Segundo o colegiado, a multa tem natureza coercitiva e punitiva, destinada a compelir o devedor a cumprir a ordem judicial, e não se confunde com a indenização por perdas e danos. Com esse entendimento, a Corte reformou decisão de primeira instância que havia autorizado a compensação entre os institutos.
Entenda o caso
O processo teve início em cumprimento de sentença contra a Hapvida Assistência Médica S/A. Na origem, a decisão havia rejeitado impugnação apresentada pela parte agravante e determinou que os valores devidos a título de multa fossem destinados ao custeio da obrigação de fazer inadimplida.
A parte agravante sustentou que houve equívoco na decisão, uma vez que a controvérsia se limitava à execução de valores referentes à multa pelo descumprimento de ordem judicial e honorários advocatícios, não incluindo a obrigação principal.
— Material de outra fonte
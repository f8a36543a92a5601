//! FitTrack - Fitness Tracking Application
//!
//! Main entry point for the application.

use std::sync::Arc;

use anyhow::Context;
use eframe::egui;
use tracing_subscriber::{layer::SubscriberExt, util::SubscriberInitExt, EnvFilter};

use fittrack::ml::{spawn_warm_up, CaloriePredictor};
use fittrack::storage::config;
use fittrack::storage::Database;
use fittrack::tracker::Tracker;

mod app;

fn main() -> anyhow::Result<()> {
    tracing_subscriber::registry()
        .with(EnvFilter::try_from_default_env().unwrap_or_else(|_| EnvFilter::new("info")))
        .with(tracing_subscriber::fmt::layer())
        .init();

    tracing::info!("Starting FitTrack v{}", env!("CARGO_PKG_VERSION"));

    let config = config::load_config().context("failed to load configuration")?;

    let db_path = config.database_path();
    let db = Database::open(&db_path)
        .with_context(|| format!("failed to open database at {}", db_path.display()))?;

    let predictor = Arc::new(CaloriePredictor::from_settings(&config.model));
    if let Err(e) = spawn_warm_up(Arc::clone(&predictor)) {
        tracing::warn!("Could not start model warm-up thread: {}", e);
    }

    let tracker = Tracker::new(db, predictor);
    let admin = config.admin.clone().with_env_override();
    tracker
        .bootstrap_admin(&admin)
        .context("failed to create administrator account")?;

    let options = eframe::NativeOptions {
        viewport: egui::ViewportBuilder::default()
            .with_inner_size([1200.0, 800.0])
            .with_min_inner_size([800.0, 600.0])
            .with_title("FitTrack"),
        ..Default::default()
    };

    eframe::run_native(
        "FitTrack",
        options,
        Box::new(move |cc| Ok(Box::new(app::FitTrackApp::new(cc, config, tracker)))),
    )
    .map_err(|e| anyhow::anyhow!("UI failed: {}", e))
}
Argumentou que a multa e a prestação principal possuem naturezas jurídicas distintas: a primeira é coercitiva, destinada a compelir o devedor, e não se confunde com a compensação pelo inadimplemento. Permitir a compensação, segundo a recorrente, estimularia o descumprimento reiterado das decisões judiciais.
Multa não substitui obrigação de fazer
Ao analisar o recurso, o relator Benedito Antonio Okuno destacou que a multa prevista no art. 537 do CPC é um meio de coerção indireta, com natureza inibitória e punitiva, e não se confunde com a indenização por perdas e danos regulada nos arts. 497 e 500.
"A controvérsia central reside na natureza jurídica da multa cominatória (astreintes) e na sua relação com a obrigação principal de fazer. A decisão agravada, ao determinar que o valor da multa serviria para custear a obrigação inadimplida, incorreu em equívoco ao confundir institutos que possuem finalidades e naturezas absolutamente distintas."
Para o magistrado, admitir que as astreintes sejam destinadas ao cumprimento da obrigação principal comprometeria sua função coercitiva e poderia estimular o descumprimento de ordens judiciais.
"A multa é devida pelo simples fato do descumprimento da ordem judicial no prazo estipulado, independentemente da futura conversão da obrigação principal em perdas e danos. Permitir que o valor das astreintes seja utilizado para custear a obrigação principal seria o mesmo que anular seu caráter coercitivo, incentivando o devedor a descumprir a ordem, ciente de que, ao final, o valor pago a título de multa seria meramente abatido do prejuízo que já teria de arcar. Tal entendimento esvazia a força das decisões judiciais e pretere a efetividade do processo."
O relator também citou precedente do próprio TJ/SP que reforça a distinção entre as finalidades: "(...) não comprovada a impossibilidade de cumprimento da obrigação de fazer - Devida a multa cominatória - Razoável o valor fixado - Cabível a execução das perdas e danos (que tem finalidade compensatória, que não se confunde com a finalidade coercitiva da multa cominatória)".
Com esse entendimento, a 8ª câmara de Direito Privado do TJ/SP deu provimento ao recurso, afastando a destinação da multa para o cumprimento da obrigação principal.
O escritório Elton Fernandes Advocacia Especializada em Saúde atua no caso.